Top of DATASET
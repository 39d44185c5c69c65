//! Domain types for parsed documents and the slide records built from them.

use serde::{Deserialize, Serialize};

/// A parsed source document: an ordered list of sections.
#[derive(Debug, Clone, Default, PartialEq, Eq, Serialize, Deserialize)]
pub struct Document {
    /// Document-level heading, if the source has one.
    pub title: Option<String>,

    /// Short line following the document heading.
    pub subtitle: Option<String>,

    /// How the fragments of this document should be consolidated.
    pub layout: FragmentLayout,

    /// Sections in document order.
    pub sections: Vec<Section>,
}

impl Document {
    /// Create an empty document with the given fragment layout.
    pub fn new(layout: FragmentLayout) -> Self {
        Self {
            title: None,
            subtitle: None,
            layout,
            sections: Vec::new(),
        }
    }

    /// Titles of all sections, in order.
    pub fn section_titles(&self) -> Vec<&str> {
        self.sections.iter().map(|s| s.title.as_str()).collect()
    }

    /// Total number of subsections across all sections.
    pub fn subsection_count(&self) -> usize {
        self.sections.iter().map(|s| s.subsections.len()).sum()
    }
}

/// Shape of the fragments an input adapter produced.
#[derive(Debug, Clone, Copy, Default, PartialEq, Eq, Serialize, Deserialize)]
#[serde(rename_all = "kebab-case")]
pub enum FragmentLayout {
    /// Raw source lines; blank lines separate paragraphs.
    #[default]
    Lines,
    /// Self-contained text blocks, one paragraph each.
    Blocks,
}

/// A top-level section with its intro text and subsections.
#[derive(Debug, Clone, Default, PartialEq, Eq, Serialize, Deserialize)]
pub struct Section {
    pub title: String,

    /// Fragments between the section heading and the first subsection.
    pub intro_fragments: Vec<String>,

    pub subsections: Vec<Subsection>,
}

impl Section {
    pub fn new(title: impl Into<String>) -> Self {
        Self {
            title: title.into(),
            intro_fragments: Vec::new(),
            subsections: Vec::new(),
        }
    }
}

/// A subsection and the fragments collected under it.
#[derive(Debug, Clone, Default, PartialEq, Eq, Serialize, Deserialize)]
pub struct Subsection {
    pub title: String,
    pub fragments: Vec<String>,
}

impl Subsection {
    pub fn new(title: impl Into<String>) -> Self {
        Self {
            title: title.into(),
            fragments: Vec::new(),
        }
    }
}

/// The role a slide plays in the deck.
#[derive(Debug, Clone, Copy, PartialEq, Eq, Hash, Serialize, Deserialize)]
#[serde(rename_all = "kebab-case")]
pub enum SlideKind {
    Cover,
    Overview,
    Agenda,
    SectionIntro,
    Standard,
    Summary,
    Conclusion,
}

impl SlideKind {
    /// Stable lowercase name, matching the serialized form.
    pub fn as_str(&self) -> &'static str {
        match self {
            Self::Cover => "cover",
            Self::Overview => "overview",
            Self::Agenda => "agenda",
            Self::SectionIntro => "section-intro",
            Self::Standard => "standard",
            Self::Summary => "summary",
            Self::Conclusion => "conclusion",
        }
    }
}

/// A single slide record handed to a rendering backend.
#[derive(Debug, Clone, PartialEq, Eq, Serialize, Deserialize)]
pub struct Slide {
    pub kind: SlideKind,

    /// Slide heading. Never empty.
    pub title: String,

    /// Badge or subtitle line shown with the heading.
    #[serde(default, skip_serializing_if = "Option::is_none")]
    pub subtitle: Option<String>,

    /// Bullet points in display order.
    #[serde(default)]
    pub bullets: Vec<String>,
}

impl Slide {
    /// Create a slide with no subtitle and no bullets.
    pub fn new(kind: SlideKind, title: impl Into<String>) -> Self {
        Self {
            kind,
            title: title.into(),
            subtitle: None,
            bullets: Vec::new(),
        }
    }

    /// Set the subtitle.
    pub fn with_subtitle(mut self, subtitle: impl Into<String>) -> Self {
        self.subtitle = Some(subtitle.into());
        self
    }

    /// Set the bullets.
    pub fn with_bullets(mut self, bullets: Vec<String>) -> Self {
        self.bullets = bullets;
        self
    }
}

/// The markup flavour of a source document.
#[derive(Debug, Clone, Copy, PartialEq, Eq, Serialize, Deserialize)]
#[serde(rename_all = "lowercase")]
pub enum SourceFormat {
    /// Line-oriented Markdown text.
    Markdown,
    /// HTML tag tree.
    Html,
}

impl SourceFormat {
    /// Detect format from file extension.
    pub fn from_extension(ext: &str) -> Option<Self> {
        match ext.to_lowercase().as_str() {
            "md" | "markdown" | "txt" => Some(Self::Markdown),
            "html" | "htm" | "xhtml" => Some(Self::Html),
            _ => None,
        }
    }

    /// Detect format by sniffing the start of the document.
    ///
    /// Anything starting with a tag is treated as HTML; other non-empty text
    /// is Markdown.
    pub fn from_content(source: &str) -> Option<Self> {
        let head = source.trim_start_matches('\u{feff}').trim_start();
        if head.is_empty() {
            return None;
        }

        let lowered: String = head.chars().take(16).collect::<String>().to_lowercase();
        if lowered.starts_with("<!doctype")
            || lowered.starts_with("<html")
            || lowered.starts_with("<?xml")
        {
            return Some(Self::Html);
        }

        // A leading tag such as `<main>` or `<div class=...>`.
        let mut chars = head.chars();
        if chars.next() == Some('<') && chars.next().is_some_and(|c| c.is_ascii_alphabetic()) {
            return Some(Self::Html);
        }

        Some(Self::Markdown)
    }

    pub fn as_str(&self) -> &'static str {
        match self {
            Self::Markdown => "markdown",
            Self::Html => "html",
        }
    }
}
Bottom of DATASET
• _ABOUT THIS EXERCISE_
Every entry is to be restated exactly, with no line dropped.

• _YOUR RESPONSE_
repository 39d44185c5c69c65
//! Domain types for parsed documents and the slide records built from them.

use serde::{Deserialize, Serialize};

/// A parsed source document: an ordered list of sections.
#[derive(Debug, Clone, Default, PartialEq, Eq, Serialize, Deserialize)]
pub struct Document {
    /// Document-level heading, if the source has one.
    pub title: Option<String>,

    /// Short line following the document heading.
    pub subtitle: Option<String>,

    /// How the fragments of this document should be consolidated.
    pub layout: FragmentLayout,

    /// Sections in document order.
    pub sections: Vec<Section>,
}

impl Document {
    /// Create an empty document with the given fragment layout.
    pub fn new(layout: FragmentLayout) -> Self {
        Self {
            title: None,
            subtitle: None,
            layout,
            sections: Vec::new(),
        }
    }

    /// Titles of all sections, in order.
    pub fn section_titles(&self) -> Vec<&str> {
        self.sections.iter().map(|s| s.title.as_str()).collect()
    }

    /// Total number of subsections across all sections.
    pub fn subsection_count(&self) -> usize {
        self.sections.iter().map(|s| s.subsections.len()).sum()
    }
}

/// Shape of the fragments an input adapter produced.
#[derive(Debug, Clone, Copy, Default, PartialEq, Eq, Serialize, Deserialize)]
#[serde(rename_all = "kebab-case")]
pub enum FragmentLayout {
    /// Raw source lines; blank lines separate paragraphs.
    #[default]
    Lines,
    /// Self-contained text blocks, one paragraph each.
    Blocks,
}

/// A top-level section with its intro text and subsections.
#[derive(Debug, Clone, Default, PartialEq, Eq, Serialize, Deserialize)]
pub struct Section {
    pub title: String,

    /// Fragments between the section heading and the first subsection.
    pub intro_fragments: Vec<String>,

    pub subsections: Vec<Subsection>,
}

impl Section {
    pub fn new(title: impl Into<String>) -> Self {
        Self {
            title: title.into(),
            intro_fragments: Vec::new(),
            subsections: Vec::new(),
        }
    }
}

/// A subsection and the fragments collected under it.
#[derive(Debug, Clone, Default, PartialEq, Eq, Serialize, Deserialize)]
pub struct Subsection {
    pub title: String,
    pub fragments: Vec<String>,
}

impl Subsection {
    pub fn new(title: impl Into<String>) -> Self {
        Self {
            title: title.into(),
            fragments: Vec::new(),
        }
    }
}

/// The role a slide plays in the deck.
#[derive(Debug, Clone, Copy, PartialEq, Eq, Hash, Serialize, Deserialize)]
#[serde(rename_all = "kebab-case")]
pub enum SlideKind {
    Cover,
    Overview,
    Agenda,
    SectionIntro,
    Standard,
    Summary,
    Conclusion,
}

impl SlideKind {
    /// Stable lowercase name, matching the serialized form.
    pub fn as_str(&self) -> &'static str {
        match self {
            Self::Cover => "cover",
            Self::Overview => "overview",
            Self::Agenda => "agenda",
            Self::SectionIntro => "section-intro",
            Self::Standard => "standard",
            Self::Summary => "summary",
            Self::Conclusion => "conclusion",
        }
    }
}

/// A single slide record handed to a rendering backend.
#[derive(Debug, Clone, PartialEq, Eq, Serialize, Deserialize)]
pub struct Slide {
    pub kind: SlideKind,

    /// Slide heading. Never empty.
    pub title: String,

    /// Badge or subtitle line shown with the heading.
    #[serde(default, skip_serializing_if = "Option::is_none")]
    pub subtitle: Option<String>,

    /// Bullet points in display order.
    #[serde(default)]
    pub bullets: Vec<String>,
}

impl Slide {
    /// Create a slide with no subtitle and no bullets.
    pub fn new(kind: SlideKind, title: impl Into<String>) -> Self {
        Self {
            kind,
            title: title.into(),
            subtitle: None,
            bullets: Vec::new(),
        }
    }

    /// Set the subtitle.
    pub fn with_subtitle(mut self, subtitle: impl Into<String>) -> Self {
        self.subtitle = Some(subtitle.into());
        self
    }

    /// Set the bullets.
    pub fn with_bullets(mut self, bullets: Vec<String>) -> Self {
        self.bullets = bullets;
        self
    }
}

/// The markup flavour of a source document.
#[derive(Debug, Clone, Copy, PartialEq, Eq, Serialize, Deserialize)]
#[serde(rename_all = "lowercase")]
pub enum SourceFormat {
    /// Line-oriented Markdown text.
    Markdown,
    /// HTML tag tree.
    Html,
}

impl SourceFormat {
    /// Detect format from file extension.
    pub fn from_extension(ext: &str) -> Option<Self> {
        match ext.to_lowercase().as_str() {
            "md" | "markdown" | "txt" => Some(Self::Markdown),
            "html" | "htm" | "xhtml" => Some(Self::Html),
            _ => None,
        }
    }

    /// Detect format by sniffing the start of the document.
    ///
    /// Anything starting with a tag is treated as HTML; other non-empty text
    /// is Markdown.
    pub fn from_content(source: &str) -> Option<Self> {
        let head = source.trim_start_matches('\u{feff}').trim_start();
        if head.is_empty() {
            return None;
        }

        let lowered: String = head.chars().take(16).collect::<String>().to_lowercase();
        if lowered.starts_with("<!doctype")
            || lowered.starts_with("<html")
            || lowered.starts_with("<?xml")
        {
            return Some(Self::Html);
        }

        // A leading tag such as `<main>` or `<div class=...>`.
        let mut chars = head.chars();
        if chars.next() == Some('<') && chars.next().is_some_and(|c| c.is_ascii_alphabetic()) {
            return Some(Self::Html);
        }

        Some(Self::Markdown)
    }

    pub fn as_str(&self) -> &'static str {
        match self {
            Self::Markdown => "markdown",
            Self::Html => "html",
        }
    }
}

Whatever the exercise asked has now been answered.